Why is my snake plant turning yellow

snake plant turning yellow

Your snake plant has decided to stop being a garden staple and become a weed in your home. You don’t know what happened, but it’s now refusing to grow the way you want it to, and that’s bad news for you. It doesn’t matter if it’s been six months or six years since you bought this plant; if its leaves are turning yellow, it needs some serious attention right away. In this article, we’ll talk about why this happens and how you can save your snake plant from becoming extinct in your home or office.

What is the Snake plant?

Why is my snake plant turning yellow

A snake plant, also known as mother-in-law’s tongue or Sansevieria trifasciata, is a tropical plant with dramatic leaves that grow upward and resemble fangs.

Snake plants thrive in sunny areas with very little water. If your snake plant starts to turn yellow on the edges of its leaves, you may need new soil or fertilizer for it to thrive again.

Important causes for snake plant turning yellow

Overwatering

Why is my snake plant turning yellow

Overwatering is the most common reason for yellow leaves on a snake plant. The plant needs to be watered when the soil feels dry, but not so frequently that it dries out. When you water your snake plant, make sure to let it drain well before you put it back in its container.

If your house has high humidity levels, this could also be causing your snake plant’s yellowing leaves. You may want to move your pot or add some ventilation if this is happening to you.

Overexposure of Sun

snake plant turning yellow

The first thing to consider when examining the reasons behind your snake plant’s yellowing leaves is whether or not it is thriving in its current environment. Snake plants are native to the tropics, therefore they need a lot of sunlight to thrive. If your snake plant doesn’t receive enough light, it will start becoming yellow and eventually die.

Once you have identified that your snake plant needs more light, try moving it closer to a window with direct sunlight shining through it or place it beside a brighter lamp. If this doesn’t seem to help after several days and nights of adjusting the position of your plant, try watering it more often during the day so that its leaves don’t dry out too quickly while they’re exposed to such intense heat and humidity outside their natural habitat (i.e., indoors).

Poor drainage system

snake plant turning yellow

If you’re watering your snake plant from the top, it will grow yellow leaves and may die. Snake plants need to be watered from the bottom, which is why they come with saucers.

The roots of a snake plant are located in the top portion of its clay pot, while its leaves sprout out of the bottom. When you water your plant from above—the most common way people water their plants—you risk drowning those roots if they sit in excess water for too long without draining out through drainage holes or into a saucer underneath. If this happens often enough, it can kill off those roots and cause yellowing leaves in your snake plant’s canopy (or “head”).

Overfertilization

snake plant turning yellow

Over fertilization can cause the yellowing of leaves, which is not good for snake greeneries. If you have a healthy, thriving snake plant and you’re adding fertilizer to it regularly, then you might be overfeeding it. Snake plants are very easygoing when it comes to fertilizer but they don’t like being overfed. So if your snake plant is turning yellow and losing leaves, then there’s a good chance that this may be caused by an overfeeding issue.

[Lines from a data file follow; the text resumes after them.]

//! Course documents (`courses/*.md`).

use super::{read_frontmatter, required_string};
use crate::fields::{parse_blocks, BlockGrammar};
use crate::models::{CourseDoc, CourseItemSpec, LinkRef, ParseOutcome};
use crate::slug::suggest_slug;
use crate::wikilinks::parse_wikilink;
use coursemark_types::ContentError;

const COURSE_GRAMMAR: BlockGrammar<'static> = BlockGrammar {
    levels: &[1],
    keywords: &["Module", "Meeting"],
};

/// Parse a course file
pub fn parse_course(content: &str, path: &str) -> ParseOutcome<CourseDoc> {
    let mut errors = Vec::new();
    let Some(parsed) = read_frontmatter(content, path, &mut errors) else {
        return ParseOutcome::failed(errors);
    };
    let fm = &parsed.frontmatter;

    let slug = required_string(fm, "slug", path, &mut errors);
    let title = required_string(fm, "title", path, &mut errors);
    let Some(slug) = slug else {
        return ParseOutcome::failed(errors);
    };
    let slug_line = fm.line_of("slug");
    if let Some(suggested) = suggest_slug(&slug) {
        errors.push(
            ContentError::warning(path, format!("Slug '{}' is not URL-safe", slug))
                .at(slug_line)
                .with_suggestion(format!("slug: {}", suggested)),
        );
    }

    let tree = parse_blocks(parsed.body, parsed.body_line, &COURSE_GRAMMAR, path, &mut errors);
    let mut items = Vec::new();
    for block in &tree.blocks {
        match block.kind.as_str() {
            "Module" => match parse_wikilink(&block.title) {
                Some(link) => items.push(CourseItemSpec::Module {
                    link: LinkRef {
                        target: link.path,
                        label: link.label,
                        line: block.line,
                    },
                    optional: block.flag("optional", path, &mut errors),
                }),
                None => errors.push(
                    ContentError::error(path, "Module entry has no link to a module file")
                        .at_line(block.line)
                        .with_suggestion("# Module: [[../modules/module-name]]"),
                ),
            },
            "Meeting" => match block.title.trim().parse::<u32>() {
                Ok(number) => items.push(CourseItemSpec::Meeting { number }),
                Err(_) => errors.push(
                    ContentError::error(
                        path,
                        format!("Meeting number '{}' is not a whole number", block.title),
                    )
                    .at_line(block.line)
                    .with_suggestion("# Meeting: 1"),
                ),
            },
            _ => {}
        }
    }

    if items.is_empty() {
        errors.push(
            ContentError::warning(path, "Course has no modules or meetings")
                .at_line(parsed.body_line),
        );
    }

    ParseOutcome::new(
        Some(CourseDoc {
            path: path.to_string(),
            title: title.unwrap_or_else(|| slug.clone()),
            slug,
            slug_line,
            items,
        }),
        errors,
    )
}

#[cfg(test)]
mod tests {
    use super::*;

    #[test]
    fn test_parse_course() {
        let content = "---\nslug: fundamentals\ntitle: Fundamentals\n---\n# Module: [[../modules/intro|Intro]]\n# Meeting: 1\n# Module: [[../modules/risks]]\noptional:: true\n";
        let outcome = parse_course(content, "courses/fundamentals.md");
        assert!(outcome.errors.is_empty(), "{:?}", outcome.errors);
        let course = outcome.document.unwrap();
        assert_eq!(course.items.len(), 3);
        match &course.items[0] {
            CourseItemSpec::Module { link, optional } => {
                assert_eq!(link.target, "../modules/intro");
                assert_eq!(link.line, 5);
                assert!(!optional);
            }
            other => panic!("unexpected {other:?}"),
        }
        assert_eq!(course.items[1], CourseItemSpec::Meeting { number: 1 });
        assert!(matches!(&course.items[2], CourseItemSpec::Module { optional: true, .. }));
    }

    #[test]
    fn test_bad_meeting_number_drops_item() {
        let content = "---\nslug: c\ntitle: C\n---\n# Meeting: first\n# Module: [[../modules/a]]\n";
        let outcome = parse_course(content, "courses/c.md");
        assert_eq!(outcome.errors.len(), 1);
        assert!(outcome.errors[0].message.contains("'first'"));
        assert_eq!(outcome.document.unwrap().items.len(), 1);
    }

    #[test]
    fn test_missing_frontmatter_fields() {
        let outcome = parse_course("# Module: [[../modules/a]]\n", "courses/c.md");
        assert!(outcome.document.is_none());
        assert_eq!(outcome.errors.len(), 2);
    }
}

The amount of water that your plant gets also affects how much fertilizer it needs at any given time (more on this below). If you keep your soil moist during all seasons—especially during winter—you probably don’t need as much additional fertilizer as someone who lets their soil dry out completely before watering again.

The best way to tell if your plant needs water or more nutrients is by looking at its leaves: if they’re turning yellow or becoming thinner than usual (or even curling), this means they’re lacking something (either water or nutrients).

Soil

snake plant turning yellow

For starters, it’s important to choose the right soil for your snake plant. Your plant’s roots will grow from the top of its pot, so you’ll want to make sure that your soil is well-drained and loose with ample air pockets for optimal drainage.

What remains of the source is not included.